CINTRA UMI 3288 is a joint research laboratory between French National Centre for Scientific Research, Nanyang Technological University Singapore and Thales Group. Based on the NTU campus, CINTRA was established in 2009.

==Research Activities==
CINTRA develops research activities on Nano-electronics and Nano-photonics technologies, with objective to harness the latest in science and technology to develop innovation in these fields. CINTRA is organized in 3 research thrusts:

i) Carbon based materials and devices,

ii) New nanomaterials and structures,

iii) Nanophotonic Technologies.

The applications are related to 3D integration, advanced interconnects, electromagnetic shielding, high frequency applications, thermal management, sensors, energy harvesting and storage, optical communications and optoelectronic devices.

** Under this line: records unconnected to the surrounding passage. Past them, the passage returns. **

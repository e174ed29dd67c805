#![allow(dead_code)]

use ndarray::Array3;
use std::{collections::HashMap, sync::Arc};
use tractseed::{
    geometry::{
        AffineTransformation3, Idx3, Point3, PointTransformation3, Vec3,
    },
    num::VoxelValue,
    volume::{fgr, Volume3},
};

pub fn all_ones_mask(nx: usize, ny: usize, nz: usize) -> Arc<Volume3<u8>> {
    Arc::new(Volume3::with_identity_transformation(
        "ones".to_string(),
        Array3::ones((nx, ny, nz)),
    ))
}

/// A shell-like mask with an oblique voxel-to-scanner transformation.
pub fn oblique_shell_mask() -> Arc<Volume3<f32>> {
    let values = Array3::from_shape_fn((6, 5, 4), |(i, j, k)| {
        if i == 0 || j == 4 || (k == 2 && i % 2 == 1) {
            1.0
        } else {
            0.0
        }
    });
    Arc::new(Volume3::new(
        "shell".to_string(),
        values,
        oblique_transformation(),
    ))
}

pub fn oblique_transformation() -> AffineTransformation3<fgr> {
    AffineTransformation3::new(
        [[1.8, 0.3, 0.0], [-0.2, 2.1, 0.4], [0.1, 0.0, 2.5]],
        Vec3::new(-40.0, 12.5, 3.0),
    )
}

/// Uniform weights in the cube `[lower, lower + size)^3` of an otherwise empty volume.
pub fn uniform_cube_weights(shape: usize, lower: usize, size: usize) -> Volume3<f32> {
    let inside = |idx: usize| idx >= lower && idx < lower + size;
    let values = Array3::from_shape_fn((shape, shape, shape), |(i, j, k)| {
        if inside(i) && inside(j) && inside(k) {
            2.5
        } else {
            0.0
        }
    });
    Volume3::with_identity_transformation("cube".to_string(), values)
}

/// Finds the voxel of the given volume containing the given scanner position.
pub fn containing_voxel<T>(volume: &Volume3<T>, point: &Point3<fgr>) -> Idx3<usize>
where
    T: VoxelValue,
{
    let scanner_to_voxel = volume
        .scanner_to_voxel()
        .expect("Volume transformation is singular");
    let voxel_position = scanner_to_voxel.transform(point);
    volume.nearest_voxel(&voxel_position).unwrap_or_else(|| {
        panic!(
            "Seed {} (voxel position {}) lies outside volume {}",
            point,
            voxel_position,
            volume.name()
        )
    })
}

pub fn count_seeds_per_voxel<T>(volume: &Volume3<T>, seeds: &[Point3<fgr>]) -> HashMap<Idx3<usize>, usize>
where
    T: VoxelValue,
{
    let mut counts = HashMap::new();
    for seed in seeds {
        *counts.entry(containing_voxel(volume, seed)).or_insert(0) += 1;
    }
    counts
}

pub fn assert_seeds_in_nonzero_voxels<T>(volume: &Volume3<T>, seeds: &[Point3<fgr>])
where
    T: VoxelValue,
{
    for seed in seeds {
        let indices = containing_voxel(volume, seed);
        assert!(
            volume.value(&indices).is_nonzero(),
            "Seed {} lies in zero voxel {} of {}",
            seed,
            indices,
            volume.name()
        );
    }
}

Some works are even related with defense applications.

==Affiliated Members==
As of today, 64 people are affiliated to CINTRA, with a full time equivalent of 43. Through CINTRA, over 50 PhD students and more than 60 student internships have been trained.

==Publications==
Since its creation CINTRA has produced over 740 publications (as at April 2020) and it is the main contributor for the scientific publications between CNRS and Singapore. In 2020, CINTRA was one of the institutes between CNRS and Singapore which had quite high Nature Index.

==Research and Education Networks==
Over the years, CINTRA has developed a network of academic collaborations in France with CNRS/University laboratories, and has helped to promote exchanges between France and Singapore researchers: over 80 researchers or students from France and Europe have worked at CINTRA (20 PhD students and over 50 interns among the total PhD and interns trained).